Хан: А вдруг сегодня ветер дует из степей?
Наложница: Тем более. Он может тебя излишне взбудоражить. И так тебя эта степь изводит, отнимает последние силы. Не лучше ли их поберечь?
Хан: Для чего?
Наложница: Для того, чтобы жить.
Хан: Жить? Видишь ли, для меня степь пахнет иначе, чем для тебя.
Наложница: Но тебе-то от этого не легче.
Хан: Да, ты очень быстро вошла в роль хозяйки. Все-таки стоило бы тебя обезглавить. Но у меня сейчас почему-то хорошее настроение. Не порть его, уйди куда-нибудь с моих глаз. Например, отдохни, ты же всю ночь бодрствовала.
Наложница: Даже не знаю как! Чуть ли не щипать себя приходилось. Только и держалась страхами — а вдруг убийцы, а ты не успеешь проснуться?
Хан: Я бы успел. Я сплю чутко. Жаль, что все это знают. Поэтому и не присылают убийц. Ты будешь отдыхать в саду?
Наложница: Да, там сейчас хорошо. Пойду, прилягу где-нибудь в тени.
Хан: Пойди приляг. В саду за кустами уже, наверное, сидит лекарь. Может, вид твоих аппетитных сисечек благотворно повлияет на него.
Наложница: Кто, лекарь? Да он скорее от страха оскопит сам себя, чем приблизится к наложнице властелина. Да и я, знаешь ли, предпочитаю, чтобы все мои органы, уж какие ни на есть, аппетитные или нет, остались при мне и на своих местах. Все же знают, что такие дела ты будто насквозь видишь, даже через шаровары. Казалось бы, как надежно Гюзель свою измену скрывала — а ты сразу угадал.
Хан: Вот и лекарь вбил себе в голову, что все знает и всех насквозь видит. А страсти свои, как он говорит, ограничивает во имя служения добру.

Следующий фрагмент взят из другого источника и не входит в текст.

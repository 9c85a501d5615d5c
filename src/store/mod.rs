//! Persistent shortcut configuration.
//!
//! A `SettingsStore` is a string key-value store with per-key change observation. Each
//! `Name` owns one key (`<prefix><name>`) whose value decodes to a `StoredValue`:
//!
//! | raw value           | meaning                                              |
//! |---------------------|------------------------------------------------------|
//! | absent              | `Unset` - never configured, or removed              |
//! | `false`             | `Disabled` - explicitly cleared a name with a default |
//! | shortcut JSON       | `Assigned(shortcut)`                                 |
//! | anything else       | `Malformed` - reads treat it as absent               |

mod file;
mod memory;
mod observer;

use std::collections::HashMap;
use std::sync::atomic::{AtomicU64, Ordering};
use std::sync::Arc;

use parking_lot::Mutex;

use crate::error::Result;
use crate::shortcuts::{Name, Shortcut};

pub use file::{default_store_path, JsonFileStore, StoreFileWatcher};
pub use memory::MemoryStore;
pub use observer::{ChangeObservers, ChangeSink};

/// Prefix prepended to every name to form its store key.
pub const DEFAULT_KEY_PREFIX: &str = "KeyboardShortcuts_";

/// Raw encoding of the disabled sentinel.
const DISABLED_SENTINEL: &str = "false";

/// Handle returned by `SettingsStore::observe`, used to cancel the observation.
#[derive(Clone, Copy, Debug, PartialEq, Eq, Hash)]
pub struct ObservationId(pub u64);

/// Called with the key's new raw value (None when removed).
pub type ChangeCallback = Arc<dyn Fn(Option<&str>) + Send + Sync>;

/// Backing store for persisted shortcuts.
///
/// Implementations must invoke observers for every change of an observed key's value,
/// whether the write came from this process or from outside (e.g. settings sync).
/// Callbacks must not be invoked while an internal lock is held.
pub trait SettingsStore: Send + Sync {
    fn get(&self, key: &str) -> Option<String>;
    fn set(&self, key: &str, value: &str) -> Result<()>;
    fn remove(&self, key: &str) -> Result<()>;
    /// All keys currently present, in no particular order.
    fn keys(&self) -> Vec<String>;
    fn observe(&self, key: &str, callback: ChangeCallback) -> ObservationId;
    fn cancel_observation(&self, id: ObservationId);
}

/// Observer bookkeeping shared by the store implementations.
#[derive(Default)]
pub(crate) struct ObserverTable {
    entries: Mutex<HashMap<ObservationId, (String, ChangeCallback)>>,
    next_id: AtomicU64,
}

impl ObserverTable {
    pub(crate) fn add(&self, key: &str, callback: ChangeCallback) -> ObservationId {
        let id = ObservationId(self.next_id.fetch_add(1, Ordering::Relaxed));
        self.entries.lock().insert(id, (key.to_string(), callback));
        id
    }

    pub(crate) fn remove(&self, id: ObservationId) {
        self.entries.lock().remove(&id);
    }

    /// Invoke every observer of `key`. Callbacks are cloned out first so they run unlocked.
    pub(crate) fn notify(&self, key: &str, value: Option<&str>) {
        let callbacks: Vec<ChangeCallback> = self
            .entries
            .lock()
            .values()
            .filter(|(observed, _)| observed == key)
            .map(|(_, callback)| callback.clone())
            .collect();
        for callback in callbacks {
            callback(value);
        }
    }

    pub(crate) fn len(&self) -> usize {
        self.entries.lock().len()
    }
}

/// Decoded state of a name's store entry.
#[derive(Clone, Debug, PartialEq, Eq)]
pub enum StoredValue {
    Unset,
    Disabled,
    Assigned(Shortcut),
    Malformed,
}

impl StoredValue {
    pub fn decode(raw: Option<&str>) -> Self {
        match raw {
            None => StoredValue::Unset,
            Some(raw) if raw.trim() == DISABLED_SENTINEL => StoredValue::Disabled,
            Some(raw) => match Shortcut::from_json(raw) {
                Some(shortcut) => StoredValue::Assigned(shortcut),
                None => StoredValue::Malformed,
            },
        }
    }

    /// Raw value to persist, or None when the entry should be removed.
    pub fn encode(&self) -> Result<Option<String>> {
        Ok(match self {
            StoredValue::Unset | StoredValue::Malformed => None,
            StoredValue::Disabled => Some(DISABLED_SENTINEL.to_string()),
            StoredValue::Assigned(shortcut) => Some(shortcut.to_json()?),
        })
    }

    pub fn shortcut(&self) -> Option<&Shortcut> {
        match self {
            StoredValue::Assigned(shortcut) => Some(shortcut),
            _ => None,
        }
    }
}

/// Maps names to store keys and back.
#[derive(Clone, Debug)]
pub struct KeyFormat {
    prefix: String,
}

impl Default for KeyFormat {
    fn default() -> Self {
        Self::new(DEFAULT_KEY_PREFIX)
    }
}

impl KeyFormat {
    pub fn new(prefix: impl Into<String>) -> Self {
        Self {
            prefix: prefix.into(),
        }
    }

    pub fn key_for(&self, name: &Name) -> String {
        self.key_for_raw(name.raw())
    }

    pub fn key_for_raw(&self, raw: &str) -> String {
        format!("{}{}", self.prefix, raw)
    }

    /// The raw name for a store key, if the key belongs to this format.
    pub fn name_of<'a>(&self, key: &'a str) -> Option<&'a str> {
        key.strip_prefix(self.prefix.as_str())
            .filter(|raw| !raw.is_empty())
    }
}

/// Read and decode the entry for a name.
pub fn read_value(store: &dyn SettingsStore, keys: &KeyFormat, name: &Name) -> StoredValue {
    StoredValue::decode(store.get(&keys.key_for(name)).as_deref())
}

/// Encode and write (or remove) the entry for a name.
pub fn write_value(
    store: &dyn SettingsStore,
    keys: &KeyFormat,
    name: &Name,
    value: &StoredValue,
) -> Result<()> {
    let key = keys.key_for(name);
    match value.encode()? {
        Some(raw) => store.set(&key, &raw),
        None => store.remove(&key),
    }
}
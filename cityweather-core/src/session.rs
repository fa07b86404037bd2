//! Lookup session state: what the user typed, what is on screen.
//!
//! A [`Session`] owns all mutable state. Every operation takes `&mut self`,
//! so two lookups can never be in flight against the same session.

use tracing::{debug, info};

use crate::{
    error::FetchError,
    model::{CurrentConditions, ForecastEntry, Query, Units, WeatherReport},
    provider::{WeatherProvider, forecast_window, normalize_city},
    suggest::SuggestionSource,
};

#[derive(Debug)]
pub struct Session<P, S> {
    provider: P,
    source: S,
    query: Query,
    suggestions: Vec<String>,
    current: Option<CurrentConditions>,
    forecast: Vec<ForecastEntry>,
    /// Units of the data in `current`/`forecast`.
    shown_units: Option<Units>,
    /// City of the last lookup whose current conditions succeeded.
    last_city: Option<String>,
}

impl<P: WeatherProvider, S: SuggestionSource> Session<P, S> {
    pub fn new(provider: P, source: S, units: Units) -> Self {
        Self {
            provider,
            source,
            query: Query::new(String::new(), units),
            suggestions: Vec::new(),
            current: None,
            forecast: Vec::new(),
            shown_units: None,
            last_city: None,
        }
    }

    pub fn query(&self) -> &Query {
        &self.query
    }

    pub fn units(&self) -> Units {
        self.query.units
    }

    /// Where suggestions come from, for front ends that run their own completer.
    pub fn source(&self) -> &S {
        &self.source
    }

    pub fn suggestions(&self) -> &[String] {
        &self.suggestions
    }

    pub fn current(&self) -> Option<&CurrentConditions> {
        self.current.as_ref()
    }

    pub fn forecast(&self) -> &[ForecastEntry] {
        &self.forecast
    }

    pub fn last_city(&self) -> Option<&str> {
        self.last_city.as_deref()
    }

    /// Everything currently on screen, tagged with the units it was fetched in.
    pub fn report(&self) -> Option<WeatherReport> {
        let current = self.current.clone()?;
        let units = self.shown_units.unwrap_or(self.query.units);
        Some(WeatherReport {
            current,
            forecast: self.forecast.clone(),
            units,
        })
    }

    /// Replaces the typed city and recomputes suggestions for it.
    pub fn set_input(&mut self, text: impl Into<String>) -> &[String] {
        self.query.city = text.into();
        self.suggestions = self.source.candidates(&self.query.city);
        &self.suggestions
    }

    /// Flips the unit system used by the next lookup.
    ///
    /// Data already shown keeps its values and units; see [`Session::is_stale`].
    pub fn toggle_units(&mut self) -> Units {
        self.query.units = self.query.units.toggle();
        debug!(units = %self.query.units, "unit system toggled");
        self.query.units
    }

    /// True when the shown data was fetched in other units than the current ones.
    pub fn is_stale(&self) -> bool {
        self.shown_units.is_some_and(|u| u != self.query.units)
    }

    /// Looks up the typed city in the current units.
    ///
    /// Current conditions are stored as soon as they arrive. If the forecast
    /// request then fails, the forecast is left empty and the error returned.
    /// If the current-conditions request fails, nothing changes.
    pub async fn submit(&mut self) -> Result<(), FetchError> {
        let units = self.query.units;
        let city = normalize_city(&self.query.city)?.to_string();
        self.suggestions.clear();

        let current = self.provider.current(&city, units).await?;
        info!(city = %current.city, %units, "current conditions updated");

        self.current = Some(current);
        self.forecast.clear();
        self.shown_units = Some(units);
        self.last_city = Some(city.clone());

        self.forecast = forecast_window(&self.provider, &city, units).await?;
        debug!(periods = self.forecast.len(), "forecast updated");

        Ok(())
    }

    /// Repeats the last lookup in the current units. Does nothing before the first one.
    pub async fn refresh(&mut self) -> Result<(), FetchError> {
        let Some(city) = self.last_city.clone() else {
            return Ok(());
        };
        self.query.city = city;
        self.submit().await
    }
}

Наложница: Врет, наверное. Он ученый человек, поэтому ему легче придумать благовидные названия для своей трусости.
Хан: Какой уж ученый, если ничего не понимает в очевидных вещах? Ну ладно, не понимает в степи — может, это и впрямь слишком сложно для него. Но он не понимает даже в женщинах.
Наложница: В женщинах действительно легко ошибиться. Профессиональные купцы, и то не всегда разбираются в тонкостях этого товара. Меня, например, трижды продавали за девственницу.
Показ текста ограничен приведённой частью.